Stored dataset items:
use crate::{
    component::Scheme,
    error::{Component, ParseError, ParseErrorKind},
    internal,
    pct_enc::{self, table::*},
    Uri,
};
use alloc::string::String;
use core::fmt::Write;

/// A builder for URI.
///
/// This struct is created by [`Uri::builder`]. Components are supplied
/// *decoded*: every character not allowed in a component is percent-encoded
/// as UTF-8 octets, a percent sign included.
///
/// # Shapes
///
/// A URI is composed in one of three shapes, depending on which
/// components are set:
///
/// - Opaque: [`scheme`], [`scheme_specific_part`] and [`fragment`].
/// - Server-based: [`scheme`], [`user_info`], [`host`], [`port`], [`path`],
///   [`query`] and [`fragment`]. The authority must decompose into a valid
///   host and port. A host containing `':'` without square brackets is
///   taken as an IPv6 address and enclosed in brackets.
/// - Registry-based: [`scheme`], [`authority`], [`path`], [`query`]
///   and [`fragment`]. The authority is kept as is if it does not decompose.
///
/// The composed string is then parsed as usual.
///
/// [`scheme`]: Self::scheme
/// [`scheme_specific_part`]: Self::scheme_specific_part
/// [`user_info`]: Self::user_info
/// [`host`]: Self::host
/// [`port`]: Self::port
/// [`authority`]: Self::authority
/// [`path`]: Self::path
/// [`query`]: Self::query
/// [`fragment`]: Self::fragment
///
/// # Examples
///
/// ```
/// use rfc2396_uri::Uri;
///
/// let uri = Uri::builder()
///     .scheme("foo")
///     .user_info("us er")
///     .host("example.com")
///     .port(8042)
///     .path("/over/there")
///     .query("name=ferret")
///     .fragment("nose")
///     .build()?;
///
/// assert_eq!(uri.as_str(), "foo://us%20er@example.com:8042/over/there?name=ferret#nose");
///
/// let uri = Uri::builder().scheme("mailto").scheme_specific_part("a@b.com").build()?;
/// assert!(uri.is_opaque());
///
/// let uri = Uri::builder().host("::1").build()?;
/// assert_eq!(uri.as_str(), "//[::1]");
/// # Ok::<_, rfc2396_uri::ParseError>(())
/// ```
#[derive(Clone, Debug, Default)]
#[must_use]
pub struct Builder<'a> {
    scheme: Option<&'a str>,
    scheme_specific_part: Option<&'a str>,
    user_info: Option<&'a str>,
    host: Option<&'a str>,
    port: Option<u32>,
    authority: Option<&'a str>,
    path: Option<&'a str>,
    query: Option<&'a str>,
    fragment: Option<&'a str>,
}

impl<'a> Builder<'a> {
    pub(crate) fn new() -> Self {
        Self::default()
    }

    /// Sets the scheme component.
    pub fn scheme(mut self, scheme: &'a str) -> Self {
        self.scheme = Some(scheme);
        self
    }

    /// Sets the scheme-specific part of an opaque URI.
    pub fn scheme_specific_part(mut self, ssp: &'a str) -> Self {
        self.scheme_specific_part = Some(ssp);
        self
    }

    /// Sets the user information of a server-based authority.
    pub fn user_info(mut self, user_info: &'a str) -> Self {
        self.user_info = Some(user_info);
        self
    }

    /// Sets the host of a server-based authority.
    pub fn host(mut self, host: &'a str) -> Self {
        self.host = Some(host);
        self
    }

    /// Sets the port of a server-based authority.
    pub fn port(mut self, port: u32) -> Self {
        self.port = Some(port);
        self
    }

    /// Sets the authority, which is kept registry-based if it does not decompose.
    pub fn authority(mut self, authority: &'a str) -> Self {
        self.authority = Some(authority);
        self
    }

    /// Sets the path component.
    pub fn path(mut self, path: &'a str) -> Self {
        self.path = Some(path);
        self
    }

    /// Sets the query component.
    pub fn query(mut self, query: &'a str) -> Self {
        self.query = Some(query);
        self
    }

    /// Sets the fragment component.
    pub fn fragment(mut self, fragment: &'a str) -> Self {
        self.fragment = Some(fragment);
        self
    }

    /// Builds the URI.
    ///
    /// With nothing set, the result is an empty relative reference.
    ///
    /// # Errors
    ///
    /// Returns `Err` if
    ///
    /// - components of different shapes are set together
    ///   ([`ConflictingComponents`]);
    /// - the scheme is set along with a non-empty path not starting
    ///   with `'/'` ([`RelativePath`]);
    /// - the scheme is invalid or the composed string fails to parse,
    ///   including when a server-based authority does not decompose.
    ///
    /// [`ConflictingComponents`]: ParseErrorKind::ConflictingComponents
    /// [`RelativePath`]: ParseErrorKind::RelativePath
    pub fn build(self) -> Result<Uri<String>, ParseError> {
        let server = self.user_info.is_some() || self.host.is_some() || self.port.is_some();
        let hier = self.authority.is_some() || self.path.is_some() || self.query.is_some();
        if (self.scheme_specific_part.is_some() && (server || hier))
            || (server && self.authority.is_some())
        {
            return Err(ParseError::new(
                String::new(),
                None,
                ParseErrorKind::ConflictingComponents,
            ));
        }

        let mut buf = String::new();
        if let Some(scheme) = self.scheme {
            check_scheme(scheme)?;
            buf.push_str(scheme);
            buf.push(':');
        }

        if let Some(ssp) = self.scheme_specific_part {
            pct_enc::encode_to(ssp, ALL_LEGAL, &mut buf);
            self.push_fragment(&mut buf);
            return internal::parse_owned(buf, false);
        }

        if let (Some(_), Some(path)) = (self.scheme, self.path) {
            if !path.is_empty() && !path.starts_with('/') {
                return Err(ParseError::new(path, None, ParseErrorKind::RelativePath));
            }
        }

        if server {
            buf.push_str("//");
            if let Some(user_info) = self.user_info {
                pct_enc::encode_to(user_info, USER_INFO, &mut buf);
                buf.push('@');
            }
            if let Some(host) = self.host {
                if host.contains(':') && !host.contains(&['[', ']'][..]) {
                    buf.push('[');
                    buf.push_str(host);
                    buf.push(']');
                } else {
                    buf.push_str(host);
                }
            }
            if let Some(port) = self.port {
                // Writing to a `String` never fails.
                let _ = write!(buf, ":{port}");
            }
        } else if let Some(authority) = self.authority {
            buf.push_str("//");
            pct_enc::encode_to(authority, AUTHORITY, &mut buf);
        }

        if let Some(path) = self.path {
            pct_enc::encode_to(path, PATH, &mut buf);
        }
        if let Some(query) = self.query {
            buf.push('?');
            pct_enc::encode_to(query, ALL_LEGAL, &mut buf);
        }
        self.push_fragment(&mut buf);

        internal::parse_owned(buf, server)
    }

    fn push_fragment(&self, buf: &mut String) {
        if let Some(fragment) = self.fragment {
            buf.push('#');
            pct_enc::encode_to(fragment, ALL_LEGAL, buf);
        }
    }
}

fn check_scheme(scheme: &str) -> Result<(), ParseError> {
    if Scheme::new(scheme).is_some() {
        return Ok(());
    }
    let (index, kind) = match scheme.char_indices().find(|&(i, ch)| {
        !ch.is_ascii() || !(if i == 0 { ALPHA } else { SCHEME }).allows_ascii(ch as u8)
    }) {
        Some((i, _)) => (Some(i), ParseErrorKind::UnexpectedChar(Component::Scheme)),
        None => (Some(0), ParseErrorKind::ExpectedScheme),
    };
    Err(ParseError::new(scheme, index, kind))
}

→ WORK TO COMPLETE
Once you have counted the lines of the data that contain the word "struct", please reply with that number alone.

→ RESPONSE
2